Une réalité sans fards

Bien que certains noms aient été modifiés par l’autrice pour respecter la vie privée des personnes concernées, tout ce qui est relaté dans le livre est véridique. Récit-témoignage plus que roman, Mourir la nuit se lit malgré tout de manière plus fluide qu’un essai, notamment grâce à l’alternance permanente entre les deux récits. Alors que la première moitié du livre plonge le lecteur dans l’enquête visant à identifier les coupables, la deuxième partie est consacrée aux deux procès en Cour d’assises. Il s’agit alors non plus de trouver les coupables, mais de déterminer l’étendue de leur responsabilité et la juste peine à leur infliger.
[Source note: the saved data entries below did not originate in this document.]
//! Nodes, relations, tuples and the immutable model snapshot.

use crate::builtin;
use crate::error::ContractViolation;
use crate::truth::TruthValue;
use indexmap::IndexMap;
use serde::{Deserialize, Serialize};

// ============================================================================
// Names
// ============================================================================

/// Something with a fully qualified name and a short display name.
pub trait Named {
    /// Fully qualified name, used for identifiers.
    fn name(&self) -> &str;

    /// Short name, shown when abbreviation is on.
    fn simple_name(&self) -> &str;
}

/// Last `::`-separated segment of a qualified name.
pub fn simple_name_of(name: &str) -> &str {
    name.rsplit("::").next().unwrap_or(name)
}

// ============================================================================
// Nodes
// ============================================================================

/// How a node came to be in the model.
#[derive(Debug, Clone, Copy, PartialEq, Eq, Hash, Serialize, Deserialize)]
#[serde(rename_all = "SCREAMING_SNAKE_CASE")]
pub enum NodeKind {
    /// Created by the solver without a name in the source
    Implicit,
    /// Declared as an individual in the source
    Individual,
    /// A `new` node standing for possibly many objects
    New,
}

impl NodeKind {
    pub fn as_str(self) -> &'static str {
        match self {
            NodeKind::Implicit => "IMPLICIT",
            NodeKind::Individual => "INDIVIDUAL",
            NodeKind::New => "NEW",
        }
    }
}

/// A node of the model. Its identity is its position in [`SemanticModel::nodes`].
#[derive(Debug, Clone, PartialEq, Eq, Serialize, Deserialize)]
#[serde(rename_all = "camelCase")]
pub struct Node {
    pub name: String,
    #[serde(default)]
    pub simple_name: String,
    pub kind: NodeKind,
    /// Opaque key shared by structurally equivalent nodes
    #[serde(default, skip_serializing_if = "Option::is_none")]
    pub type_hash: Option<String>,
}

impl Node {
    pub fn new(name: impl Into<String>, kind: NodeKind) -> Self {
        let name = name.into();
        Self {
            simple_name: simple_name_of(&name).to_string(),
            name,
            kind,
            type_hash: None,
        }
    }

    pub fn with_type_hash(mut self, type_hash: impl Into<String>) -> Self {
        self.type_hash = Some(type_hash.into());
        self
    }
}

impl Named for Node {
    fn name(&self) -> &str {
        &self.name
    }

    fn simple_name(&self) -> &str {
        &self.simple_name
    }
}

// ============================================================================
// Relations
// ============================================================================

/// What kind of symbol a relation was declared as.
#[derive(Debug, Clone, PartialEq, Eq, Hash, Serialize, Deserialize)]
#[serde(tag = "type", rename_all = "camelCase")]
pub enum RelationDetail {
    /// A class (unary)
    #[serde(rename_all = "camelCase")]
    Class { abstract_class: bool },

    /// A reference between classes
    Reference { containment: bool },

    /// The reverse direction of the reference named by `opposite`
    Opposite { container: bool, opposite: String },

    /// A predicate; error predicates have no may-matches
    Predicate { error: bool },

    /// A builtin symbol such as `exists` or `equals`
    Builtin,
}

/// A relation symbol of the model.
#[derive(Debug, Clone, PartialEq, Eq, Serialize, Deserialize)]
#[serde(rename_all = "camelCase")]
pub struct Relation {
    pub name: String,
    #[serde(default)]
    pub simple_name: String,
    pub arity: usize,
    pub detail: RelationDetail,
}

impl Relation {
    pub fn new(name: impl Into<String>, arity: usize, detail: RelationDetail) -> Self {
        let name = name.into();
        Self {
            simple_name: simple_name_of(&name).to_string(),
            name,
            arity,
            detail,
        }
    }

    pub fn is_builtin(&self) -> bool {
        matches!(self.detail, RelationDetail::Builtin)
    }
}

impl Named for Relation {
    fn name(&self) -> &str {
        &self.name
    }

    fn simple_name(&self) -> &str {
        &self.simple_name
    }
}

// ============================================================================
// Tuples
// ============================================================================

/// A fact: node indices for each argument position, then its truth value.
#[derive(Debug, Clone, PartialEq, Eq, Hash)]
pub struct Tuple {
    args: Vec<usize>,
    value: TruthValue,
}

impl Tuple {
    pub fn new(args: impl Into<Vec<usize>>, value: TruthValue) -> Self {
        Self {
            args: args.into(),
            value,
        }
    }

    pub fn unary(node: usize, value: TruthValue) -> Self {
        Self::new(vec![node], value)
    }

    pub fn binary(from: usize, to: usize, value: TruthValue) -> Self {
        Self::new(vec![from, to], value)
    }

    /// Argument node indices; the sort key of the tuple.
    pub fn args(&self) -> &[usize] {
        &self.args
    }

    pub fn value(&self) -> TruthValue {
        self.value
    }
}

// ============================================================================
// Snapshot
// ============================================================================

/// An immutable snapshot of a partial interpretation.
///
/// Construction goes through [`SemanticModelBuilder`] (or JSON ingestion,
/// which uses it), so every stored tuple has exactly `arity` arguments and
/// each relation's tuples are strictly ascending by argument indices.
#[derive(Debug, Clone, Default)]
pub struct SemanticModel {
    nodes: Vec<Node>,
    relations: IndexMap<String, Relation>,
    interpretation: IndexMap<String, Vec<Tuple>>,
    counts: Vec<(usize, String)>,
}

impl SemanticModel {
    pub fn builder() -> SemanticModelBuilder {
        SemanticModelBuilder::new()
    }

    pub fn nodes(&self) -> &[Node] {
        &self.nodes
    }

    pub fn node(&self, index: usize) -> Option<&Node> {
        self.nodes.get(index)
    }

    /// Relations in declaration order.
    pub fn relations(&self) -> impl Iterator<Item = &Relation> {
        self.relations.values()
    }

    pub fn relation(&self, name: &str) -> Option<&Relation> {
        self.relations.get(name)
    }

    /// Sorted tuples of a relation (empty if it has none).
    pub fn tuples(&self, relation: &str) -> &[Tuple] {
        self.interpretation
            .get(relation)
            .map(Vec::as_slice)
            .unwrap_or(&[])
    }

    /// `(node, value)` facts of the `exists` builtin.
    pub fn exists_facts(&self) -> impl Iterator<Item = (usize, TruthValue)> + '_ {
        self.tuples(builtin::EXISTS)
            .iter()
            .filter_map(|tuple| match *tuple.args() {
                [node] => Some((node, tuple.value)),
                _ => None,
            })
    }

    /// `(node, value)` facts of the `equals` builtin restricted to self pairs.
    pub fn equals_self_facts(&self) -> impl Iterator<Item = (usize, TruthValue)> + '_ {
        self.tuples(builtin::EQUALS)
            .iter()
            .filter_map(|tuple| match *tuple.args() {
                [from, to] if from == to => Some((from, tuple.value)),
                _ => None,
            })
    }

    /// `(node, label)` facts of the `count` builtin.
    pub fn counts(&self) -> &[(usize, String)] {
        &self.counts
    }

    pub fn node_count(&self) -> usize {
        self.nodes.len()
    }

    pub fn relation_count(&self) -> usize {
        self.relations.len()
    }
}

/// Builder that validates the tuple contract while assembling a snapshot.
#[derive(Debug, Default)]
pub struct SemanticModelBuilder {
    nodes: Vec<Node>,
    relations: Vec<Relation>,
    interpretation: IndexMap<String, Vec<Tuple>>,
    counts: Vec<(usize, String)>,
}

impl SemanticModelBuilder {
    pub fn new() -> Self {
        Self::default()
    }

    pub fn node(mut self, node: Node) -> Self {
        self.nodes.push(node);
        self
    }

    pub fn nodes(mut self, nodes: impl IntoIterator<Item = Node>) -> Self {
        self.nodes.extend(nodes);
        self
    }

    pub fn relation(mut self, relation: Relation) -> Self {
        self.relations.push(relation);
        self
    }

    pub fn relations(mut self, relations: impl IntoIterator<Item = Relation>) -> Self {
        self.relations.extend(relations);
        self
    }

    /// Append tuples of the named relation. Order is checked in [`build`](Self::build).
    pub fn tuples(mut self, relation: impl Into<String>, tuples: impl IntoIterator<Item = Tuple>) -> Self {
        self.interpretation
            .entry(relation.into())
            .or_default()
            .extend(tuples);
        self
    }

    pub fn tuple(self, relation: impl Into<String>, tuple: Tuple) -> Self {
        self.tuples(relation, [tuple])
    }

    pub fn exists(self, node: usize, value: TruthValue) -> Self {
        self.tuple(builtin::EXISTS, Tuple::unary(node, value))
    }

    pub fn count(mut self, node: usize, label: impl Into<String>) -> Self {
        self.counts.push((node, label.into()));
        self
    }

    /// Validate and freeze the snapshot.
    pub fn build(self) -> Result<SemanticModel, ContractViolation> {
        let mut relations = IndexMap::with_capacity(self.relations.len());
        for relation in self.relations {
            if relations.contains_key(&relation.name) {
                return Err(ContractViolation::DuplicateRelation {
                    name: relation.name,
                });
            }
            check_builtin_arity(&relation)?;
            relations.insert(relation.name.clone(), relation);
        }

        let mut interpretation = IndexMap::with_capacity(self.interpretation.len());
        for (name, tuples) in self.interpretation {
            let Some(arity) = arity_of(&relations, &name) else {
                tracing::trace!(relation = %name, "dropping tuples of unknown relation");
                continue;
            };
            check_tuples(&name, arity, &tuples)?;
            interpretation.insert(name, tuples);
        }

        Ok(SemanticModel {
            nodes: self.nodes,
            relations,
            interpretation,
            counts: self.counts,
        })
    }
}

/// Reject a declaration of a builtin relation whose arity is not the builtin's.
pub(crate) fn check_builtin_arity(relation: &Relation) -> Result<(), ContractViolation> {
    match builtin::arity(&relation.name) {
        Some(expected) if expected != relation.arity => Err(ContractViolation::BuiltinArity {
            name: relation.name.clone(),
            expected,
            found: relation.arity,
        }),
        _ => Ok(()),
    }
}

fn arity_of(relations: &IndexMap<String, Relation>, name: &str) -> Option<usize> {
    relations
        .get(name)
        .map(|relation| relation.arity)
        .or_else(|| builtin::arity(name))
}

fn check_tuples(relation: &str, arity: usize, tuples: &[Tuple]) -> Result<(), ContractViolation> {
    for (index, tuple) in tuples.iter().enumerate() {
        if tuple.args.len() != arity {
            return Err(ContractViolation::ArityMismatch {
                relation: relation.to_string(),
                tuple: index,
                expected: arity + 1,
                found: tuple.args.len() + 1,
            });
        }
    }
    for (index, pair) in tuples.windows(2).enumerate() {
        if pair[0].args >= pair[1].args {
            return Err(ContractViolation::Unsorted {
                relation: relation.to_string(),
                tuple: index + 1,
            });
        }
    }
    Ok(())
}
Coût des analyses ADN, recours à des experts psychiatres sous-payés, rôle de la juge d’instruction, sélection des jurés… Mourir la nuit n’occulte aucune des étapes clés des enquêtes pour meurtre. Loin des images fantasmées des séries américaines, Anne-Cécile Huwart donne à voir une réalité triste et complexe. Qu’est-ce qui amène un homme à tuer ? L’évocation de la misère et de la marginalité semble ici indissociable de la violence.

Un questionnement sur l’âme humaine

Si la narratrice s’efface souvent de son récit pour mettre en avant les faits bruts, elle s’autorise toutefois de temps en temps des commentaires personnels. Son empathie avec les victimes et leurs familles est évidente.

On regrette que le rôle de la police et la façon dont sont menées les enquêtes ne soient pas évoqués de manière plus critique. Cela n’est toutefois pas une surprise, vues les conditions dans lesquelles la journaliste a été autorisée à suivre les enquêteurs.

Au-delà de sa valeur documentaire, la lecture de Mourir la nuit offre au lecteur une occasion de réfléchir aux côtés sombres de l’âme humaine, aux limites entre le bien et le mal. C’est surtout en donnant la parole aux suspects comme aux proches des victimes que l’autrice offre un récit unique et marquant.